South Korean independent film “A Distant Place” is a quiet but intimate drama which slowly engages us as gradually revealing the emotional undercurrents below its calm surface. Although its slow narrative pacing surely requires some patience from us during the first act, the movie often shines with poetic beauty as shrouded in vivid rural atmosphere, and that and several good performances in the film compensate for its rather thin storytelling.
After the phlegmatic opening scene beginning with a close-up shot of the sheep wool, the movie lets us get to know how its hero Jin-woo (Kang Gil-woo) has led his quiet life in some remote mountainous area in Hwacheon, Gangwon-do. He has worked in a small sheep ranch run by a middle-aged guy named Joong-man (Ki Joo-bong), and we see him working on those sheep in the ranch while his little daughter Seol (Kim Si-ha) is around him. Although Joong-man and Seol have lived in a guest house, they are pretty much like family members to Joong-man and his daughter Moon-kyeong (Ki Do-young), and we later observe these four people casually having a meal along with Joong-man’s fragile old mother Myeong-soon (Choi Geum-soo) in the main house.
It is apparent to us that Moon-kyeong is interested in getting closer to Jin-woo, but Jin-woo is not particularly interested in responding to Moon-kyeong’s affection. When he is not occupied with those ranch works, he mostly focuses on taking care of Seol, and Seol, who always calls him ‘mom’ instead of ‘dad’, is mostly happy as spending her time alone with Jin-woo or those sheep under his care.
And then there come two different changes into their peaceful life on the ranch. Jin-woo’s poet friend Hyeon-min (Hong Kyung) comes to stay in the ranch because he happens to be hired to give lectures by a local church, and we get to know a bit about Jin-woo’s past. He met Hyeon-min at a college where he studied art, and it is clear that Jin-woo and Hyeon-min were quite close to each other, but, for some reason, Jin-woo quit everything and then went to the ranch around the time when he came to take care of Seol alone.
The movie never specifies the reason why Jin-woo chose to abandon his artistic career at that time, but we come to have a pretty good idea when he and Hyeon-min later have a little private time in the guest house. They were actually lovers, and Hyeon-min wants to be close to Jin-woo again, and but Jin-woo does not want to reveal this to his boss or his boss’ daughter. Of course, it does not take much time for Joong-man and Moon-kyeong to notice what is really going between Jin-woo and Hyeon-min, but both of them quietly accept that without saying anything, and Jin-woo becomes a little more relaxed than before as spending more time along with Hyeon-min.
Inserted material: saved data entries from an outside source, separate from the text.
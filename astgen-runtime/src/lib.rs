//! AST generator - Runtime Model
//!
//! A Rust rendition of the data model the generated C describes, driven
//! by the same [`Registry`](astgen_schema::Registry):
//!
//! - [`NodeArray`]: the growable per-family container
//! - [`NodeArena`]: handle-indexed node storage with exclusive ownership,
//!   collector mark bits and subtree teardown

pub mod arena;
pub mod array;

pub use arena::{FieldSlot, NodeArena, NodeHeader, NodeId};
pub use array::{grow_capacity, NodeArray, MIN_CAPACITY};
//! Error handling for the AST generator
//!
//! This module defines the single error type used across the workspace.
//! Schema errors are fatal and are always raised while the registry is
//! being built, before any artifact is written.

use crate::source_loc::SourceLocation;
use thiserror::Error;

/// Main generator error type that encompasses every phase
#[derive(Error, Debug, Clone, PartialEq)]
pub enum GenError {
    #[error("Malformed entry at {location}: missing ':' between name and field list in `{entry}`")]
    MissingSeparator {
        location: SourceLocation,
        entry: String,
    },

    #[error("Malformed entry at {location}: empty name in `{entry}`")]
    EmptyName {
        location: SourceLocation,
        entry: String,
    },

    #[error("Invalid name `{name}` at {location}: not a C identifier")]
    InvalidName {
        location: SourceLocation,
        name: String,
    },

    #[error("Malformed field at {location}: {message} in `{field}`")]
    MalformedField {
        location: SourceLocation,
        field: String,
        message: String,
    },

    #[error("Base record `{record}` at {location} must start with `Node self`")]
    MissingHeader {
        location: SourceLocation,
        record: String,
    },

    #[error("Family `{group}` at {location} has no base record")]
    EmptyFamily {
        location: SourceLocation,
        group: String,
    },

    #[error("Family `{group}` at {location} clashes with an earlier family: {reason}")]
    DuplicateFamily {
        location: SourceLocation,
        group: String,
        reason: String,
    },

    #[error("Discriminator collision at {location}: `{variant}` and `{previous}` both map to {discriminator}")]
    DiscriminatorCollision {
        location: SourceLocation,
        variant: String,
        previous: String,
        discriminator: String,
    },

    #[error("Name `{name}` at {location} is already declared as {existing}")]
    DuplicateTypeName {
        location: SourceLocation,
        name: String,
        existing: String,
    },

    #[error("Record `{record}` at {location} declares member `{field}` more than once")]
    DuplicateField {
        location: SourceLocation,
        record: String,
        field: String,
    },

    #[error("Schema format error in {source_name}: {message}")]
    SchemaFormat {
        source_name: String,
        message: String,
    },

    #[error("Unknown variant `{name}`")]
    UnknownVariant { name: String },

    #[error("Variant `{variant}` has no field `{field}`")]
    UnknownField { variant: String, field: String },

    #[error("Field `{variant}.{field}` is {actual}, not {expected}")]
    OwnershipMismatch {
        variant: String,
        field: String,
        expected: String,
        actual: String,
    },

    #[error("Node handle #{index} is stale or was never allocated")]
    StaleNode { index: u32 },

    #[error("Field `{variant}.{field}` holds `{expected}` nodes, not `{actual}`")]
    FamilyMismatch {
        variant: String,
        field: String,
        expected: String,
        actual: String,
    },

    #[error("Node #{index} already has an owner")]
    AlreadyOwned { index: u32 },

    #[error("Attaching node #{index} would make it own itself")]
    OwnershipCycle { index: u32 },

    #[error("IO error: {message}")]
    IoError { message: String },
}

impl GenError {
    /// Create a malformed-field error
    pub fn malformed_field(field: &str, message: &str, location: SourceLocation) -> Self {
        GenError::MalformedField {
            location,
            field: field.to_string(),
            message: message.to_string(),
        }
    }

    /// Create a schema format error
    pub fn schema_format(source_name: &str, message: String) -> Self {
        GenError::SchemaFormat {
            source_name: source_name.to_string(),
            message,
        }
    }

    /// Schema location the error points at, if it has one
    pub fn location(&self) -> Option<&SourceLocation> {
        match self {
            GenError::MissingSeparator { location, .. }
            | GenError::EmptyName { location, .. }
            | GenError::InvalidName { location, .. }
            | GenError::MalformedField { location, .. }
            | GenError::MissingHeader { location, .. }
            | GenError::EmptyFamily { location, .. }
            | GenError::DuplicateFamily { location, .. }
            | GenError::DiscriminatorCollision { location, .. }
            | GenError::DuplicateTypeName { location, .. }
            | GenError::DuplicateField { location, .. } => Some(location),
            _ => None,
        }
    }

    /// True for errors raised while reading or validating a schema
    pub fn is_schema_error(&self) -> bool {
        self.location().is_some() || matches!(self, GenError::SchemaFormat { .. })
    }
}

/// Convert from std::io::Error
impl From<std::io::Error> for GenError {
    fn from(err: std::io::Error) -> Self {
        GenError::IoError {
            message: err.to_string(),
        }
    }
}

#[cfg(test)]
mod tests {
    use super::*;

    #[test]
    fn test_missing_separator_message() {
        let err = GenError::MissingSeparator {
            location: SourceLocation::new("ast.schema", 4, 1),
            entry: "Binary Expr* left".to_string(),
        };
        assert_eq!(
            err.to_string(),
            "Malformed entry at ast.schema:4:1: missing ':' between name and field list in `Binary Expr* left`"
        );
        assert!(err.is_schema_error());
    }

    #[test]
    fn test_collision_message() {
        let err = GenError::DiscriminatorCollision {
            location: SourceLocation::builtin("stmt", 3),
            variant: "GETITEM".to_string(),
            previous: "GetItem".to_string(),
            discriminator: "NODE_GETITEM".to_string(),
        };
        let msg = err.to_string();
        assert!(msg.contains("<builtin:stmt>:4:1"));
        assert!(msg.contains("NODE_GETITEM"));
    }

    #[test]
    fn test_runtime_errors_have_no_location() {
        let err = GenError::UnknownVariant { name: "Nope".to_string() };
        assert!(err.location().is_none());
        assert!(!err.is_schema_error());
    }

    #[test]
    fn test_from_io_error() {
        let io = std::io::Error::new(std::io::ErrorKind::NotFound, "gone");
        let err: GenError = io.into();
        assert_eq!(err, GenError::IoError { message: "gone".to_string() });
    }
}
In the meantime, there comes the other change, and that is the unexpected visit of Eun-yeong (Lee Sang-hee), Jin-woo’s estranged twin sister who wants to take Seol away from the ranch for a certain personal cause. Although Jin-woo does not welcome his twin sister much, he lets her stay in the ranch anyway, and we come to sense more of the tension being developed between her and Jin-woo, who adamantly believes that Seoul should continue to live with him as usual.
What eventually occurs among the main characters later in the story will not surprise you much, but the movie still holds our attention via its vivid rural mood to be appreciated. The ranch and its surrounding area provide a number of lovely sceneries to be admired, and I particularly like a gorgeously serene scene which shows a small isle where Jin-woo and Hyeon-min are more comfortable to be with each other.
Like director/writer/editor/co-producer Park Kun-young’s previous film “To My River” (2018), the movie also focuses a lot on poetry, and there is a sublime but ultimately bitter moment when Hyeon-min recites his latest work. To be frank with you, I am a guy who has been sort of dyslexic to poetry, but this moment grows on me after I watched the movie yesterday, and that is one of several reasons why I am willing to revisit the movie someday.
However, the movie is not entirely without flaws. As putting more emphasis on its mood, it sometimes feels thin in case of characterization (Hyeon-min and Eun-yeong are more or less than plot elements, for instance), and, as a queer drama, it is also rather too mild compared to recent queer dramas such as “Brokeback Mountain” (2005) and “God’s Own Country” (2017), both of which are also incidentally associated with handling sheep as live stocks.
Anyway, the main cast members are convincing in their respective roles. While Kang Gil-woo dutifully holds the center, Hong Kyung and Lee Sang-hee are well-cast as two different figures coming into Jin-woo’s life, and Ki Joo-bong, Ki Do-young, Choi Geum-soo, and Kim Si-ha bring some life and personality to their substantial supporting characters.
Overall, “A Distant Place” may lack depth at times in terms of storytelling, but it is still worthwhile to watch mainly for its impressive mood coupled with many beautiful moments. I admire these good moments, but I am not as enthusiastic about it as some other local critics, and I will not deny that my eyes were usually drawn more to those woolly sheep in the film.